After a short wait and a little small talk with others in the room, a young woman asked us to follow her to our seats. We threaded our way through guests and busy volunteers to a massive kitchen and dining area at the back of the home. We took our seats on the far side of a large, wooden breakfast bar that doubled as workspace for the volunteers who crowded the kitchen just opposite. Rapidly growing accustomed to the space and the friendly atmosphere, we realized that we were perfectly situated to observe the heart of the operation.

The large and nicely appointed kitchen was well-ordered chaos. Volunteers were washing dishes and chopping vegetables while a couple of cooks turned out plate after plate of delicious looking fare. Jeff was positioned to one side of the counter and was clearly keeping it all working smoothly. He and Lisa were amid a crowd of volunteers with orders coming in, plates going out, problems being dealt with and still the charismatic pair found time to greet an unending stream of acquaintances who couldn't resist saying hello.

It was exciting to be there and see all of this happen. We conversed with others around the bar and watched the volunteers busy at their tasks. Soon our plates were placed before us and we dug right into a delicious breakfast of cheese omelets with locally grown veggies, potato puffs, locally grown greens and bacon.

While we relaxed and savored our meal, Jeff made his way across the kitchen to the large meat slicer on the counter next to Janet. We introduced ourselves while he sliced pieces of his homemade prosciutto and handed us a sample. He told us that the money that they collected for their breakfasts went to local farmers for the breakfast produce and then the remainder (about $50,000 thus far) was being used to build hoop houses on farms in the area.
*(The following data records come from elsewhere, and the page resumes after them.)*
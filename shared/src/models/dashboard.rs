//! Dashboard read models

use serde::{Deserialize, Serialize};
use std::collections::BTreeMap;

use super::OrderDetail;

/// Kitchen queue: orders still to be prepared or handed out, oldest first
#[derive(Debug, Clone, Serialize, Deserialize)]
pub struct KitchenQueue {
    pub orders: Vec<OrderDetail>,
}

/// Admin dashboard counters
#[derive(Debug, Clone, Default, Serialize, Deserialize, PartialEq, Eq)]
pub struct DashboardSummary {
    /// Order count per status name
    pub orders_by_status: BTreeMap<String, i64>,
    /// Table count per status name
    pub tables_by_status: BTreeMap<String, i64>,
    /// Date the reservation count refers to
    pub date: String,
    pub reservations_on_date: i64,
}

/// Summary query (`GET /api/dashboard/summary?date=`)
#[derive(Debug, Clone, Default, Serialize, Deserialize)]
pub struct SummaryQuery {
    pub date: Option<String>,
}
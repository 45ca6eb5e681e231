//! HTTP status code mapping for error codes

use super::codes::ErrorCode;
use http::StatusCode;

impl ErrorCode {
    /// Get the appropriate HTTP status code for this error code
    pub fn http_status(&self) -> StatusCode {
        match self {
            // 404 Not Found
            Self::NotFound
            | Self::OrderNotFound
            | Self::MenuItemNotFound
            | Self::TableNotFound
            | Self::ReservationNotFound => StatusCode::NOT_FOUND,

            // 409 Conflict
            Self::AlreadyExists
            | Self::TableNumberExists
            | Self::TableInUse
            | Self::ReservationSlotTaken
            | Self::InvalidOrderTransition => StatusCode::CONFLICT,

            // 401 Unauthorized
            Self::NotAuthenticated | Self::TokenExpired | Self::TokenInvalid => {
                StatusCode::UNAUTHORIZED
            }

            // 403 Forbidden
            Self::RoleRequired | Self::AdminRequired => StatusCode::FORBIDDEN,

            // 503 Service Unavailable (caller should re-query, the operation may still land)
            Self::TimeoutError => StatusCode::SERVICE_UNAVAILABLE,

            // 500 Internal Server Error
            Self::InternalError | Self::DatabaseError | Self::ConfigError => {
                StatusCode::INTERNAL_SERVER_ERROR
            }

            // 400 Bad Request (default for validation errors)
            _ => StatusCode::BAD_REQUEST,
        }
    }
}
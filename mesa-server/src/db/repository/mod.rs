//! Repository Module
//!
//! Typed SQL per entity. Single-statement functions take any
//! [`sqlx::SqliteExecutor`] so they run against the pool or inside a
//! transaction (`&mut *tx`); callers own transaction boundaries.

pub mod contact;
pub mod dining_table;
pub mod menu_item;
pub mod order;
pub mod reservation;

use shared::{AppError, ErrorCode};
use thiserror::Error;

/// Repository error types
#[derive(Debug, Error)]
pub enum RepoError {
    #[error("Not found: {0}")]
    NotFound(String),

    #[error("Duplicate: {0}")]
    Duplicate(String),

    #[error("Database error: {0}")]
    Database(String),

    #[error("Validation error: {0}")]
    Validation(String),
}

impl From<sqlx::Error> for RepoError {
    fn from(err: sqlx::Error) -> Self {
        match &err {
            sqlx::Error::RowNotFound => RepoError::NotFound(err.to_string()),
            sqlx::Error::Database(db_err) if db_err.is_unique_violation() => {
                RepoError::Duplicate(db_err.message().to_string())
            }
            _ => RepoError::Database(err.to_string()),
        }
    }
}

impl From<RepoError> for AppError {
    fn from(err: RepoError) -> Self {
        match err {
            RepoError::NotFound(msg) => AppError::with_message(ErrorCode::NotFound, msg),
            RepoError::Duplicate(msg) => AppError::conflict(msg),
            RepoError::Database(msg) => {
                tracing::error!(error = %msg, "Database operation failed");
                AppError::database("Database operation failed")
            }
            RepoError::Validation(msg) => AppError::validation(msg),
        }
    }
}

/// Result type for repository operations
pub type RepoResult<T> = Result<T, RepoError>;
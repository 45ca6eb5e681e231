//! Dining Table API

mod handler;

use axum::{
    Router, middleware,
    routing::{get, patch, post, put},
};

use crate::auth::{require_admin, require_staff};
use crate::core::ServerState;

pub fn router() -> Router<ServerState> {
    Router::new().nest("/api/tables", routes())
}

fn routes() -> Router<ServerState> {
    let read_routes = Router::new()
        .route("/", get(handler::list))
        .route("/{id}", get(handler::get_by_id))
        .route("/{id}/status", patch(handler::update_status))
        .route_layer(middleware::from_fn(require_staff));

    let manage_routes = Router::new()
        .route("/", post(handler::create))
        .route("/{id}", put(handler::update).delete(handler::delete))
        .route_layer(middleware::from_fn(require_admin));

    read_routes.merge(manage_routes)
}
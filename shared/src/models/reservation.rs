//! Reservation Model

use serde::{Deserialize, Serialize};

/// Reservation entity
#[derive(Debug, Clone, Serialize, Deserialize, PartialEq, Eq)]
#[cfg_attr(feature = "db", derive(sqlx::FromRow))]
pub struct Reservation {
    pub id: i64,
    pub name: String,
    pub phone: String,
    pub email: Option<String>,
    /// Calendar date, `YYYY-MM-DD`
    pub date: String,
    /// Time of day, `HH:MM`
    pub time: String,
    pub guests: i32,
    pub notes: Option<String>,
    pub created_at: i64,
}

/// Create reservation payload
#[derive(Debug, Clone, Default, Serialize, Deserialize)]
pub struct ReservationCreate {
    pub name: String,
    pub phone: String,
    pub email: Option<String>,
    pub date: String,
    pub time: String,
    pub guests: i32,
    pub notes: Option<String>,
}

/// Availability query (`GET /api/availability?date=&time=`)
#[derive(Debug, Clone, Default, Serialize, Deserialize)]
pub struct AvailabilityQuery {
    pub date: Option<String>,
    pub time: Option<String>,
}

/// Availability of one slot
#[derive(Debug, Clone, Serialize, Deserialize, PartialEq, Eq)]
pub struct Availability {
    pub date: String,
    pub time: String,
    pub available: bool,
    /// Answer served from the availability cache
    pub from_cache: bool,
}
Hoop houses are similar in appearance to greenhouses. They are metal framed buildings covered in clear plastic and can be used to grow food year-round without heating...even in Michigan! The efforts of Jeff, Lisa and their many volunteers are beginning to rebuild the local growing capacity in the Ann Arbor area with the aim of reducing the need for gas-guzzling importation of food from warmer climes.
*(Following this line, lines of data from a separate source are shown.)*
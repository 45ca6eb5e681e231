//! Business services
//!
//! Each service owns a pool handle and the server clock; handlers call
//! them and never touch repositories directly.

pub mod availability;
pub mod contact_service;
pub mod dashboard;
pub mod menu_service;
pub mod order_service;
pub mod reservation_service;
pub mod seed;
pub mod table_registry;

pub use availability::AvailabilityChecker;
pub use contact_service::ContactService;
pub use dashboard::DashboardService;
pub use menu_service::MenuService;
pub use order_service::OrderService;
pub use reservation_service::ReservationService;
pub use table_registry::TableRegistry;
//! Request extractors

use axum::extract::rejection::JsonRejection;
use axum::extract::{FromRequest, Request};
use serde::de::DeserializeOwned;

use super::AppError;

/// `Json<T>` whose rejection is rendered as an [`AppError`] body
///
/// Malformed or mistyped payloads (missing field, wrong JSON type) become
/// a 400 `ValidationFailed` with the serde message instead of axum's plain
/// text rejection.
#[derive(Debug, Clone, Copy, Default)]
pub struct AppJson<T>(pub T);

impl<T, S> FromRequest<S> for AppJson<T>
where
    T: DeserializeOwned,
    S: Send + Sync,
{
    type Rejection = AppError;

    async fn from_request(req: Request, state: &S) -> Result<Self, Self::Rejection> {
        match axum::Json::<T>::from_request(req, state).await {
            Ok(axum::Json(value)) => Ok(Self(value)),
            Err(rejection) => Err(json_rejection(rejection)),
        }
    }
}

fn json_rejection(rejection: JsonRejection) -> AppError {
    AppError::validation(rejection.body_text()).with_detail("status", rejection.status().as_u16())
}
//! Availability API

mod handler;

use axum::{Router, routing::get};

use crate::core::ServerState;

pub fn router() -> Router<ServerState> {
    Router::new().route("/api/availability", get(handler::check))
}
//! Health check route
//!
//! | Path | Method | Auth |
//! |------|--------|------|
//! | /health | GET | none |
//!
//! ```json
//! { "status": "ok", "version": "0.1.0", "database": "ok" }
//! ```

use axum::{Json, Router, extract::State, http::StatusCode, routing::get};
use serde::Serialize;

use crate::core::ServerState;

pub fn router() -> Router<ServerState> {
    Router::new().route("/health", get(health))
}

#[derive(Debug, Serialize)]
pub struct HealthResponse {
    /// ok | degraded
    status: &'static str,
    version: &'static str,
    /// ok | error
    database: &'static str,
}

/// 200 when the database answers, 503 otherwise
async fn health(State(state): State<ServerState>) -> (StatusCode, Json<HealthResponse>) {
    let db_ok = match state.db.ping().await {
        Ok(()) => true,
        Err(e) => {
            tracing::error!(error = %e, "Health check: database ping failed");
            false
        }
    };

    let (code, status) = if db_ok {
        (StatusCode::OK, "ok")
    } else {
        (StatusCode::SERVICE_UNAVAILABLE, "degraded")
    };

    (
        code,
        Json(HealthResponse {
            status,
            version: env!("CARGO_PKG_VERSION"),
            database: if db_ok { "ok" } else { "error" },
        }),
    )
}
At the end of our meal we stuffed our donations into a mason jar on the counter and made our way toward the door. We waved from across the room to our hosts and thanked them for breakfast. We returned our name tags to the wall in the entryway and headed out.

As we drove home we talked excitedly about the new community of amazingly giving and motivated people we had met. We resolved to make it back to SELMA for another breakfast for a good cause as soon as we could.